:: How to complete this task ::
From the first line of the data through the line containing "use auth::AuthToken;", return each line exactly.
______________________________
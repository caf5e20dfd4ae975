//! OpenStack compute driver
//!
//! Authenticates against Keystone v3 with a password and talks to Nova with
//! the resulting `X-Auth-Token`. The compute endpoint comes from the service
//! catalog unless `compute_url` is configured.

mod auth;
mod driver;
mod error;
mod http;
mod types;

use reqwest::Client;
use tokio::sync::RwLock;

use crate::config::DriverConfig;
use crate::error::{DriverError, Result};
use crate::types::Credentials;

use auth::AuthToken;

pub(crate) const PROVIDER: &str = "openstack";
pub(crate) const DEFAULT_DOMAIN: &str = "Default";
pub(crate) const DEFAULT_INTERFACE: &str = "public";

/// OpenStack (Nova) compute driver
pub struct OpenStackNodeDriver {
    pub(crate) client: Client,
    /// Keystone base URL, without the `/v3` suffix.
    pub(crate) auth_url: String,
    pub(crate) username: String,
    pub(crate) password: String,
    pub(crate) project: Option<String>,
    pub(crate) domain: String,
    pub(crate) region: Option<String>,
    pub(crate) interface: String,
    /// Skips the catalog lookup when set.
    pub(crate) compute_url: Option<String>,
    pub(crate) max_retries: u32,
    pub(crate) token: RwLock<Option<AuthToken>>,
}

/// Builder for [`OpenStackNodeDriver`].
///
/// Driver options read from [`DriverConfig::options`]: `auth_version`
/// (only `3.x_password` is accepted), `compute_url`, `interface`.
pub struct OpenStackNodeDriverBuilder {
    username: String,
    password: String,
    project: Option<String>,
    domain: Option<String>,
    config: DriverConfig,
}

impl OpenStackNodeDriverBuilder {
    fn new(username: String, password: String) -> Self {
        Self {
            username,
            password,
            project: None,
            domain: None,
            config: DriverConfig::default(),
        }
    }

    #[must_use]
    pub fn config(mut self, config: DriverConfig) -> Self {
        self.config = config;
        self
    }

    /// Keystone URL, e.g. `https://keystone.example.com:5000`.
    #[must_use]
    pub fn auth_url(mut self, url: impl Into<String>) -> Self {
        self.config.endpoint = Some(url.into());
        self
    }

    #[must_use]
    pub fn project(mut self, project: impl Into<String>) -> Self {
        self.project = Some(project.into());
        self
    }

    #[must_use]
    pub fn domain(mut self, domain: impl Into<String>) -> Self {
        self.domain = Some(domain.into());
        self
    }

    #[must_use]
    pub fn region(mut self, region: impl Into<String>) -> Self {
        self.config.region = Some(region.into());
        self
    }

    /// Use this Nova URL instead of the one from the service catalog.
    #[must_use]
    pub fn compute_url(mut self, url: impl Into<String>) -> Self {
        self.config.options.insert("compute_url".to_string(), url.into());
        self
    }

    #[must_use]
    pub fn max_retries(mut self, retries: u32) -> Self {
        self.config.max_retries = retries;
        self
    }

    pub fn build(self) -> Result<OpenStackNodeDriver> {
        if let Some(version) = self.config.option("auth_version")
            && !matches!(version, "3" | "3.x_password")
        {
            return Err(DriverError::InvalidParameter {
                provider: PROVIDER.to_string(),
                param: "auth_version".to_string(),
                detail: format!("unsupported auth version {version}, expected 3.x_password"),
            });
        }

        let Some(auth_url) = self.config.endpoint.as_deref() else {
            return Err(DriverError::InvalidParameter {
                provider: PROVIDER.to_string(),
                param: "endpoint".to_string(),
                detail: "the Keystone URL must be set as the endpoint".to_string(),
            });
        };
        let auth_url = auth_url
            .trim_end_matches('/')
            .trim_end_matches("/v3")
            .to_string();

        Ok(OpenStackNodeDriver {
            client: self.config.http_client(PROVIDER)?,
            auth_url,
            username: self.username,
            password: self.password,
            project: self.project,
            domain: self.domain.unwrap_or_else(|| DEFAULT_DOMAIN.to_string()),
            region: self.config.region.clone(),
            interface: self
                .config
                .option("interface")
                .unwrap_or(DEFAULT_INTERFACE)
                .to_string(),
            compute_url: self
                .config
                .option("compute_url")
                .map(|u| u.trim_end_matches('/').to_string()),
            max_retries: self.config.max_retries,
            token: RwLock::new(None),
        })
    }
}

impl OpenStackNodeDriver {
    pub fn builder(
        username: impl Into<String>,
        password: impl Into<String>,
    ) -> OpenStackNodeDriverBuilder {
        OpenStackNodeDriverBuilder::new(username.into(), password.into())
    }

    /// Registry constructor: expects [`Credentials::Password`] and the
    /// Keystone URL in [`DriverConfig::endpoint`].
    pub fn from_credentials(credentials: Credentials, config: DriverConfig) -> Result<Self> {
        let (username, password, project, domain) = credentials
            .into_password()
            .map_err(|e| DriverError::unusable_credentials(PROVIDER, &e))?;
        let mut builder = Self::builder(username, password).config(config);
        if let Some(project) = project {
            builder = builder.project(project);
        }
        if let Some(domain) = domain {
            builder = builder.domain(domain);
        }
        builder.build()
    }
}
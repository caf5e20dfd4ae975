//! Outscale HTTP request methods

use chrono::Utc;
use serde::Serialize;
use serde::de::DeserializeOwned;

use crate::error::{DriverError, Result};
use crate::http_client::HttpUtils;
use crate::traits::{ErrorContext, ErrorMapper, RawApiError};

use super::sign::CONTENT_TYPE;
use super::types::{Ack, OscErrorResponse};
use super::{OSC_API_PATH, OutscaleNodeDriver};

impl OutscaleNodeDriver {
    /// Call an OAPI action and decode its JSON response.
    pub(crate) async fn request<T, B>(&self, action: &str, body: &B, ctx: ErrorContext) -> Result<T>
    where
        T: DeserializeOwned,
        B: Serialize + ?Sized,
    {
        let payload = serde_json::to_string(body).map_err(|e| DriverError::SerializationError {
            provider: self.provider_name().to_string(),
            detail: e.to_string(),
        })?;
        log::debug!("Request Body: {payload}");

        let signed = self.sign(action, &payload, Utc::now());
        let url = format!("{}{OSC_API_PATH}/{action}", self.base_url);

        let request = self
            .client
            .post(&url)
            .header("Content-Type", CONTENT_TYPE)
            .header("X-Osc-Date", &signed.osc_date)
            .header("Authorization", &signed.authorization)
            .body(payload);

        let response = HttpUtils::execute_request_with_retry(
            request,
            self.provider_name(),
            "POST",
            action,
            self.max_retries,
        )
        .await?;

        if !response.is_success() {
            return Err(self.decode_error(response.status, &response.body, ctx));
        }

        HttpUtils::parse_json(&response.body, self.provider_name())
    }

    /// Call an action whose response carries nothing but the request id.
    pub(crate) async fn ack<B>(&self, action: &str, body: &B, ctx: ErrorContext) -> Result<()>
    where
        B: Serialize + ?Sized,
    {
        let ack: Ack = self.request(action, body, ctx).await?;
        log::debug!(
            "[{}] {action} acknowledged, request id {}",
            self.provider_name(),
            ack.response_context.request_id.as_deref().unwrap_or("-")
        );
        Ok(())
    }

    fn decode_error(&self, status: u16, body: &str, ctx: ErrorContext) -> DriverError {
        let first = serde_json::from_str::<OscErrorResponse>(body)
            .ok()
            .and_then(|r| r.errors.into_iter().next());

        let Some(error) = first else {
            return self.map_status(status, RawApiError::new(format!("HTTP {status}")), ctx);
        };

        let message = match (&error.code, &error.details) {
            (Some(code), Some(details)) => format!("{code} - {details}"),
            (Some(code), None) => code.clone(),
            (None, Some(details)) => details.clone(),
            (None, None) => format!("HTTP {status}"),
        };
        log::error!("[{}] API error: {message}", self.provider_name());

        if status == 401 {
            return self.credentials_error(RawApiError::new(message));
        }
        match error.error_type {
            Some(error_type) => self.map_error(RawApiError::with_code(error_type, message), ctx),
            None => self.map_status(status, RawApiError::new(message), ctx),
        }
    }
}

#[cfg(test)]
mod tests {
    use super::*;
    use crate::error::ResourceKind;

    fn driver() -> OutscaleNodeDriver {
        OutscaleNodeDriver::new("AK", "SK").unwrap()
    }

    #[test]
    fn decode_error_uses_type() {
        let body = r#"{"Errors":[{"Code":"5063","Type":"InvalidResource","Details":"The VmId 'i-1' doesn't exist."}],"ResponseContext":{"RequestId":"r"}}"#;
        let err = driver().decode_error(400, body, ErrorContext::with_id(ResourceKind::Node, "i-1"));
        assert!(matches!(
            err,
            DriverError::NotFound { raw_message: Some(ref m), .. } if m.starts_with("5063 - ")
        ));
    }

    #[test]
    fn decode_error_401_is_credentials() {
        let body = r#"{"Errors":[{"Code":"1","Type":"AccessDenied","Details":""}]}"#;
        let err = driver().decode_error(401, body, ErrorContext::default());
        assert!(matches!(err, DriverError::InvalidCredentials { .. }));
    }

    #[test]
    fn decode_error_non_json_falls_back_to_status() {
        let err = driver().decode_error(403, "<html>denied</html>", ErrorContext::default());
        assert!(matches!(err, DriverError::PermissionDenied { .. }));
    }
}
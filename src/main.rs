//! Rolloff fleet tracking daemon

use std::sync::Arc;

use tokio::signal;
use tokio::sync::watch;
use tracing::info;

use rolloff_tracker::client::TrackerClientBuilder;
use rolloff_tracker::config::AppConfig;
use rolloff_tracker::errors::TrackerError;
use rolloff_tracker::models::TrackingSnapshot;
use rolloff_tracker::poller::Poller;
use rolloff_tracker::store::FileConfigStore;

#[tokio::main]
async fn main() -> Result<(), TrackerError> {
    // Initialize logging, filtered through RUST_LOG
    tracing_subscriber::fmt()
        .with_env_filter(tracing_subscriber::EnvFilter::from_default_env())
        .init();

    // Load configuration, preferring environment variables and config files
    let config = AppConfig::load()?;
    config.tracker.validate()?;

    let store = Arc::new(FileConfigStore::new(config.store.clone())?);
    let client = Arc::new(
        TrackerClientBuilder::new(store)
            .fallback(config.tracker.fallback)
            .simulated_latency(config.tracker.simulated_latency)
            .build()?,
    );

    if client.is_configured() {
        info!("Tracking server configured, fetching live data");
    } else {
        info!("No tracking server configured, running in simulation mode");
    }

    let poller = Poller::start(client, config.tracker.poll_interval);
    let snapshots = poller.subscribe();

    // Setup signal handling for graceful shutdown
    let shutdown_signal = signal::ctrl_c();

    tokio::select! {
        _ = run_tracker(snapshots) => {
            info!("Snapshot stream ended");
        }
        _ = shutdown_signal => {
            info!("Received shutdown signal");
        }
    }

    poller.shutdown().await;

    Ok(())
}

/// Render each new snapshot to the log, standing in for the dashboard's
/// map and device list.
async fn run_tracker(mut snapshots: watch::Receiver<Option<TrackingSnapshot>>) {
    while snapshots.changed().await.is_ok() {
        let snapshot = snapshots.borrow_and_update().clone();
        if let Some(snapshot) = snapshot {
            render_snapshot(&snapshot);
        }
    }
}

fn render_snapshot(snapshot: &TrackingSnapshot) {
    info!(
        "Fleet snapshot: {} devices, {} moving",
        snapshot.devices.len(),
        snapshot.moving_count()
    );
    for position in &snapshot.positions {
        info!("{}", snapshot.position_summary(position));
    }
}
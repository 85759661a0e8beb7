//! Application configuration

use std::path::{Path, PathBuf};
use std::time::Duration;

use config::{Config, ConfigError, Environment, File};
use serde::Deserialize;
use serde_with::serde_as;
use tracing::warn;

use crate::client::FallbackPolicy;
use crate::errors::TrackerError;
use crate::simulation;

#[derive(Debug, Deserialize, Clone, Default)]
#[serde(default)]
pub struct AppConfig {
    pub tracker: TrackerConfig,
    pub store: StoreConfig,
}

#[serde_as]
#[derive(Debug, Deserialize, Clone)]
#[serde(default)]
pub struct TrackerConfig {
    /// Seconds between poll cycles.
    #[serde_as(as = "serde_with::DurationSeconds<u64>")]
    pub poll_interval: Duration,
    /// What to serve when the remote fetch is unusable.
    pub fallback: FallbackPolicy,
    /// Artificial delay before synthetic data on the unconfigured path,
    /// in milliseconds.
    #[serde_as(as = "serde_with::DurationMilliSeconds<u64>")]
    pub simulated_latency: Duration,
}

#[derive(Debug, Deserialize, Clone)]
#[serde(default)]
pub struct StoreConfig {
    /// Where the server-connection record is kept.
    pub path: PathBuf,
}

impl Default for TrackerConfig {
    fn default() -> Self {
        Self {
            poll_interval: Duration::from_secs(30),
            fallback: FallbackPolicy::default(),
            simulated_latency: simulation::SIMULATED_LATENCY,
        }
    }
}

impl Default for StoreConfig {
    fn default() -> Self {
        Self {
            path: PathBuf::from("data/traccar.json"),
        }
    }
}

impl AppConfig {
    pub fn load() -> Result<Self, ConfigError> {
        let config = Config::builder()
            .add_source(File::with_name("config/default").required(false))
            .add_source(
                Environment::with_prefix("ROLLOFF")
                    .prefix_separator("__")
                    .separator("__")
                    .try_parsing(true),
            )
            .build()?;

        config.try_deserialize()
    }
}

impl TrackerConfig {
    /// Validate configuration parameters
    pub fn validate(&self) -> Result<(), TrackerError> {
        if self.poll_interval.is_zero() {
            return Err(TrackerError::ConfigurationError {
                message: "Poll interval must be greater than zero".to_string(),
            });
        }
        Ok(())
    }
}

impl StoreConfig {
    /// Validate configuration parameters
    pub fn validate(&self) -> Result<(), TrackerError> {
        self.validate_path()?;
        self.ensure_directory_exists(self.path.parent().ok_or_else(|| {
            TrackerError::ConfigurationError {
                message: "Could not get parent directory".to_string(),
            }
        })?)?;
        Ok(())
    }

    fn validate_path(&self) -> Result<(), TrackerError> {
        if self.path.to_str().unwrap_or("").is_empty() {
            return Err(TrackerError::ConfigurationError {
                message: "Store path cannot be empty".to_string(),
            });
        }
        Ok(())
    }

    fn ensure_directory_exists(&self, dir: &Path) -> Result<(), TrackerError> {
        if !dir.exists() {
            warn!("Store directory does not exist, attempting to create it");
            std::fs::create_dir_all(dir).map_err(|e| TrackerError::ConfigurationError {
                message: format!("Could not create store directory: {}", e),
            })?;
        }
        Ok(())
    }
}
______________________________
:: Written solution ::
repository caf5e20dfd4ae975
//! OpenStack compute driver
//!
//! Authenticates against Keystone v3 with a password and talks to Nova with
//! the resulting `X-Auth-Token`. The compute endpoint comes from the service
//! catalog unless `compute_url` is configured.

mod auth;
mod driver;
mod error;
mod http;
mod types;

use reqwest::Client;
use tokio::sync::RwLock;

use crate::config::DriverConfig;
use crate::error::{DriverError, Result};
use crate::types::Credentials;

use auth::AuthToken;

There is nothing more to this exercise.